— PROMPT —
Among the lines below, restate word for word only those from the line with "for TFE API v2" through the line with "pub mod output", with both end lines kept.

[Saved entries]

Segment Open

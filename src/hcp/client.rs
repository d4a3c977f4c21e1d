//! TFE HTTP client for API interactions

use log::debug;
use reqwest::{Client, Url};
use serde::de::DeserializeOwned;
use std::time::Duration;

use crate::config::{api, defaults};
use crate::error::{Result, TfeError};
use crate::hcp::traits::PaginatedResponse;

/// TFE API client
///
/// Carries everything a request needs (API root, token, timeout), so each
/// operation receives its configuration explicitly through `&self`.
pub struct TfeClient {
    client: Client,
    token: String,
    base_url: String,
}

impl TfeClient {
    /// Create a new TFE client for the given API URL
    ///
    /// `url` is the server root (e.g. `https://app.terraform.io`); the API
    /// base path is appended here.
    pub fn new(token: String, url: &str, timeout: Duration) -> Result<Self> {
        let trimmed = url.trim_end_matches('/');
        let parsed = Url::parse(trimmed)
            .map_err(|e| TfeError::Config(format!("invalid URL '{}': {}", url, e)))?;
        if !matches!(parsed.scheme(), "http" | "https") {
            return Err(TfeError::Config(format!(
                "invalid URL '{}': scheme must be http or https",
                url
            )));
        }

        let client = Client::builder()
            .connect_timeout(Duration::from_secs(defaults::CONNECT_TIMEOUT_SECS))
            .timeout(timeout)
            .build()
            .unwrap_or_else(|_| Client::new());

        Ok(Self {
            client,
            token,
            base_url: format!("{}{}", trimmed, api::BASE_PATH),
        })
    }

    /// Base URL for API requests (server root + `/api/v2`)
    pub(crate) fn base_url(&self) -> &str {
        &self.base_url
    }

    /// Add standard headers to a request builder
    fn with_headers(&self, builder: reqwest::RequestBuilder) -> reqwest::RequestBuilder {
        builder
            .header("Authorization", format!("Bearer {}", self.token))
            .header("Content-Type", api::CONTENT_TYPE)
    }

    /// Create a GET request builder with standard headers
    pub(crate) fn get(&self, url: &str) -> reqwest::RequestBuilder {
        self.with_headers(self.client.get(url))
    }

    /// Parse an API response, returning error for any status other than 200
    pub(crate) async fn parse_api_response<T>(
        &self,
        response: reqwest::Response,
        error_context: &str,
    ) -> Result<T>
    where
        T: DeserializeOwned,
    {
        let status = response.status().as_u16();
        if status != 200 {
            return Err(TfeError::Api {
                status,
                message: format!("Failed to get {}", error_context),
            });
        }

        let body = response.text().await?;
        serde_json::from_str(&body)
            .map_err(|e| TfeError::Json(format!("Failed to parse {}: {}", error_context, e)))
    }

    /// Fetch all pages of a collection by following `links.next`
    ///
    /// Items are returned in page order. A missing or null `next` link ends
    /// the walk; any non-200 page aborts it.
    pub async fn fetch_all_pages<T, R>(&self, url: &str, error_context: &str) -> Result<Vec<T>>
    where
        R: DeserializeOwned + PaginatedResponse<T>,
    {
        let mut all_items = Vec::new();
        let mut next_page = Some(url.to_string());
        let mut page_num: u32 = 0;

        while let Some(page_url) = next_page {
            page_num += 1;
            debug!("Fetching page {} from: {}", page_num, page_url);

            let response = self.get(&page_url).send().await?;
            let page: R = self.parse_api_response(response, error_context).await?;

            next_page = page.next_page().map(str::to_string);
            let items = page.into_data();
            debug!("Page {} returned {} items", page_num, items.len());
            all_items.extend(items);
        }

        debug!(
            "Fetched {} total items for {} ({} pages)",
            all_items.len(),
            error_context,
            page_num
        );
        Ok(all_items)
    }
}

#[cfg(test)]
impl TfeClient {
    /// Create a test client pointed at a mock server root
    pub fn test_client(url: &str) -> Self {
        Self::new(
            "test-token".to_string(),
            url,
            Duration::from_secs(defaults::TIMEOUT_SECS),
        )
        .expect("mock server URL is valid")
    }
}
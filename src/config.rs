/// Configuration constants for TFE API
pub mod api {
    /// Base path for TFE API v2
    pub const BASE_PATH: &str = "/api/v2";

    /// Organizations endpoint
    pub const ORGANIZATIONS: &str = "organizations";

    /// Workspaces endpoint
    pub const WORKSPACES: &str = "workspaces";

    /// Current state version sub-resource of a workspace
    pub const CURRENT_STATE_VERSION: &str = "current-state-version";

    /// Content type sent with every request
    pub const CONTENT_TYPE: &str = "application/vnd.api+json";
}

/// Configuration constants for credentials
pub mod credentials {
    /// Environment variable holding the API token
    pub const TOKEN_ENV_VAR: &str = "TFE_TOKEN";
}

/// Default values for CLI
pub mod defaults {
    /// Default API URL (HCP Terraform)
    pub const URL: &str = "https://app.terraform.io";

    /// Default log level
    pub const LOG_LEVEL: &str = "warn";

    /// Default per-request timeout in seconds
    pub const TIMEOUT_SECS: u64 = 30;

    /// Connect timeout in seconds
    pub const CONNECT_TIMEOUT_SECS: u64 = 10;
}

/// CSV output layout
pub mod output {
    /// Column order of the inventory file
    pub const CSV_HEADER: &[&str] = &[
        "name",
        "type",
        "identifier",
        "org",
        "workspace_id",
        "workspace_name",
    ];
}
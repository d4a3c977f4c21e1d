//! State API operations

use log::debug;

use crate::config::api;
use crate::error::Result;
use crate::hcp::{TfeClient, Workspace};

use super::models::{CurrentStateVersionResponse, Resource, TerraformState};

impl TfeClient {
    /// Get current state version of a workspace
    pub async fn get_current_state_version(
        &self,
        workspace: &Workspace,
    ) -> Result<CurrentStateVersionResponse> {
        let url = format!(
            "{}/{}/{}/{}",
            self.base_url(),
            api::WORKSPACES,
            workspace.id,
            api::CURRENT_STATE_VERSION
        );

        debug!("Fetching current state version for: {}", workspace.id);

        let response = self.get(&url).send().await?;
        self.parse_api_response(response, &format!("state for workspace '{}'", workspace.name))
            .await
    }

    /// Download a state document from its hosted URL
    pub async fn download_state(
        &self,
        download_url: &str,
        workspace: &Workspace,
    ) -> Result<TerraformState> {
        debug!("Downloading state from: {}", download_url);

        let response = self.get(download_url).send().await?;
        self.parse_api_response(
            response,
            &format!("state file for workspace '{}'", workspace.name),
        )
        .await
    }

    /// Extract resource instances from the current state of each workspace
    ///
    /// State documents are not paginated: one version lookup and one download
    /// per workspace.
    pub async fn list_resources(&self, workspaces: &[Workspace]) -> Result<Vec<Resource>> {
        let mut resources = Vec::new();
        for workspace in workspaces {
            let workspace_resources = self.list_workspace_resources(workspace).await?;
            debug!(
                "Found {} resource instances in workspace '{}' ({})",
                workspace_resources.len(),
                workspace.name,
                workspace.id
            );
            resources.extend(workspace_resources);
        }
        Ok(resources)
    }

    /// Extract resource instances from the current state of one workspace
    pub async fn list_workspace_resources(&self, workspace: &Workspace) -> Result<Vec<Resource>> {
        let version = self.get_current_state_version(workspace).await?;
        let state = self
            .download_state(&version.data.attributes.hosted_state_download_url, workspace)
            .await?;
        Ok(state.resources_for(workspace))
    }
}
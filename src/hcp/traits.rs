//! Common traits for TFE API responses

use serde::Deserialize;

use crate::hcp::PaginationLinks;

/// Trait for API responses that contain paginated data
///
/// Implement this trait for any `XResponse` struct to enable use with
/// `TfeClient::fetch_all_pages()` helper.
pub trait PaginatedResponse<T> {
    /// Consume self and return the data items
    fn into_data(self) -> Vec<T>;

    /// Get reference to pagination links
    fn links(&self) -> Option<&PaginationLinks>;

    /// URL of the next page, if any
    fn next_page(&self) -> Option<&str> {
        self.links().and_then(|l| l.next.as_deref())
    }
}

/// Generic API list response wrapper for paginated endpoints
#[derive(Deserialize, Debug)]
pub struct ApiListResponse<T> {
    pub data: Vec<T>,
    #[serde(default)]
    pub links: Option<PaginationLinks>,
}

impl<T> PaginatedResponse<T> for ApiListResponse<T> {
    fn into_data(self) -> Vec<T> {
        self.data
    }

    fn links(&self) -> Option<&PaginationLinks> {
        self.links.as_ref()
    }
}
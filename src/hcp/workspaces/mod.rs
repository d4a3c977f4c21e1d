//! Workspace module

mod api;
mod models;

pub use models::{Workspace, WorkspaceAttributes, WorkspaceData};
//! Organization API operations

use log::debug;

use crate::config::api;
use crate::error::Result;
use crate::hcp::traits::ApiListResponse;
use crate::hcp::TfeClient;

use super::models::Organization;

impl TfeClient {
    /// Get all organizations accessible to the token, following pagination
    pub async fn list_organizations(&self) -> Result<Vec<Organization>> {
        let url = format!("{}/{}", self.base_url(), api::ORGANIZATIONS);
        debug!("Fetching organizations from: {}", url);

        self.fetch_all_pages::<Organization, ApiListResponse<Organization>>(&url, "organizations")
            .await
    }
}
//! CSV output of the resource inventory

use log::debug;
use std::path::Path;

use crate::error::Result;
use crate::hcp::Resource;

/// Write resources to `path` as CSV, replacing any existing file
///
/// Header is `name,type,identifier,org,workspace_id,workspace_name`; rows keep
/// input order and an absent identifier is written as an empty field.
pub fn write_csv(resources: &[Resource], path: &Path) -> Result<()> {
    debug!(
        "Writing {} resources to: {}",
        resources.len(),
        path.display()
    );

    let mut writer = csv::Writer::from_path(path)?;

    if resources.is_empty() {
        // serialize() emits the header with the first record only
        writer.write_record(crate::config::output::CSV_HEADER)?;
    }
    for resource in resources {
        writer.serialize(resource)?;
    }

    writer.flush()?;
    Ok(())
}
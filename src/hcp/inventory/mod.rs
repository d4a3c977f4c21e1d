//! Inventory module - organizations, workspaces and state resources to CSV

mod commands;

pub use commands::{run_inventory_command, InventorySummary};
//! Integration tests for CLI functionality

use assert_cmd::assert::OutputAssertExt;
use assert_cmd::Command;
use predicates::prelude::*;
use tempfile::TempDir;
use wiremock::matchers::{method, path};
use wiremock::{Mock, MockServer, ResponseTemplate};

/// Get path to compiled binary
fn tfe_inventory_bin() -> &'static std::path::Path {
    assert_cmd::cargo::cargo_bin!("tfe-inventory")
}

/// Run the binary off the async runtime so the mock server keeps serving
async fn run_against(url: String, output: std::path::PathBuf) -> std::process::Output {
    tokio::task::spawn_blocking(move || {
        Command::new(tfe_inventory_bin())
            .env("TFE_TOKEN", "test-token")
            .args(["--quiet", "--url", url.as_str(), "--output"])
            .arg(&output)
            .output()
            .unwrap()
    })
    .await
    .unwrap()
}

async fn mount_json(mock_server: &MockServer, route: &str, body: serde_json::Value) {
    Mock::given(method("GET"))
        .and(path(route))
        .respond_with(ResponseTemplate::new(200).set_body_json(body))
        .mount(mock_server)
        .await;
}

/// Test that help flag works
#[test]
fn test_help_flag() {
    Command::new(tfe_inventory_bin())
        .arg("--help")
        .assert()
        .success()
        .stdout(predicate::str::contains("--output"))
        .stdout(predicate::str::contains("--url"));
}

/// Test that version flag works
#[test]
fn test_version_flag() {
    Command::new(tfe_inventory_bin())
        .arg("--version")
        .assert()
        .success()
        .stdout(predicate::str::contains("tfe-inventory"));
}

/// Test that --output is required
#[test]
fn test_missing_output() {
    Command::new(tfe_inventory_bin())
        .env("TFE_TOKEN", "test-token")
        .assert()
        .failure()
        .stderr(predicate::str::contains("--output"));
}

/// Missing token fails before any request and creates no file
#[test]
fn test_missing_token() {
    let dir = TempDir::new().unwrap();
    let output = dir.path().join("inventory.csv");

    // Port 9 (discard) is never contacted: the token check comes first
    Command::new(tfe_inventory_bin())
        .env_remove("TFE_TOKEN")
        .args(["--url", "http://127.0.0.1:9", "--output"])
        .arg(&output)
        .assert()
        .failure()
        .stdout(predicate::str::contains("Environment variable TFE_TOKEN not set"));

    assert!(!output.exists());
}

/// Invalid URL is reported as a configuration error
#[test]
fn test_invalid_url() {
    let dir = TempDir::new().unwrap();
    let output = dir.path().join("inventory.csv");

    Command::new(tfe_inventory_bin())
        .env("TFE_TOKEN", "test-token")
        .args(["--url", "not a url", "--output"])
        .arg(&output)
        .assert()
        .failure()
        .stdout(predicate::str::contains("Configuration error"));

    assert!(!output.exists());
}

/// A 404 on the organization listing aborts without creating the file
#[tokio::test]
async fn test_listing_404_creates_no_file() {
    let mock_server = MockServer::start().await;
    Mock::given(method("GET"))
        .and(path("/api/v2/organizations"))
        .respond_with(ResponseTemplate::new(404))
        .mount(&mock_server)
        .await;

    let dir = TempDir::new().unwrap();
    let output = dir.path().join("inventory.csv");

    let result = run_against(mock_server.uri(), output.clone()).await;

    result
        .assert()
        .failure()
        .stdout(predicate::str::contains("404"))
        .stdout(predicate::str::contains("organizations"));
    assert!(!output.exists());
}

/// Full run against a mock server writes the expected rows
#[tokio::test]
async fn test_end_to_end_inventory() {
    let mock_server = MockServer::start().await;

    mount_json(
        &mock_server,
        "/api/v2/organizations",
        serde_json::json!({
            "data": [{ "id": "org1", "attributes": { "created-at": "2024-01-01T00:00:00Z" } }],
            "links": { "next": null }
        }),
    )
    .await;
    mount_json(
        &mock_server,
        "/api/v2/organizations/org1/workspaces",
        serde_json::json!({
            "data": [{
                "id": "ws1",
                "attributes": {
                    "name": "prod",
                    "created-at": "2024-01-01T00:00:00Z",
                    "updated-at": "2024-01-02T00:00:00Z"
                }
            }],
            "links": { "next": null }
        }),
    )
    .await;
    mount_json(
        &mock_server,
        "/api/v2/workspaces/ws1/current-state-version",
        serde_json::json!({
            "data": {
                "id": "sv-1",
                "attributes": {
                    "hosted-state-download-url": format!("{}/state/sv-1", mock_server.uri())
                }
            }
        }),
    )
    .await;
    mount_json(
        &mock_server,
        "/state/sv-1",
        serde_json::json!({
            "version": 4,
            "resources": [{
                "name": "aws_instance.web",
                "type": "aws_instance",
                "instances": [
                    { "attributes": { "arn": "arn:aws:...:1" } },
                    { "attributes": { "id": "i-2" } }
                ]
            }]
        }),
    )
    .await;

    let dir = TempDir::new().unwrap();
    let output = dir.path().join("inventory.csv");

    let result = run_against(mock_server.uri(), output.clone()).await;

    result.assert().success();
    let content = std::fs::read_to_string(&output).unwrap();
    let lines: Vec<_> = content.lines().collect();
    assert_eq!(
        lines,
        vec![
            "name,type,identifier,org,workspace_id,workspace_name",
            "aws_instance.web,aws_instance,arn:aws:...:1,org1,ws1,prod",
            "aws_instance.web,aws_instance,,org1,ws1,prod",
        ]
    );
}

Segment Closed

— EXPECTED ANSWER —
    /// Base path for TFE API v2
    pub const BASE_PATH: &str = "/api/v2";

    /// Organizations endpoint
    pub const ORGANIZATIONS: &str = "organizations";

    /// Workspaces endpoint
    pub const WORKSPACES: &str = "workspaces";

    /// Current state version sub-resource of a workspace
    pub const CURRENT_STATE_VERSION: &str = "current-state-version";

    /// Content type sent with every request
    pub const CONTENT_TYPE: &str = "application/vnd.api+json";
}

/// Configuration constants for credentials
pub mod credentials {
    /// Environment variable holding the API token
    pub const TOKEN_ENV_VAR: &str = "TFE_TOKEN";
}

/// Default values for CLI
pub mod defaults {
    /// Default API URL (HCP Terraform)
    pub const URL: &str = "https://app.terraform.io";

    /// Default log level
    pub const LOG_LEVEL: &str = "warn";

    /// Default per-request timeout in seconds
    pub const TIMEOUT_SECS: u64 = 30;

    /// Connect timeout in seconds
    pub const CONNECT_TIMEOUT_SECS: u64 = 10;
}

/// CSV output layout
pub mod output {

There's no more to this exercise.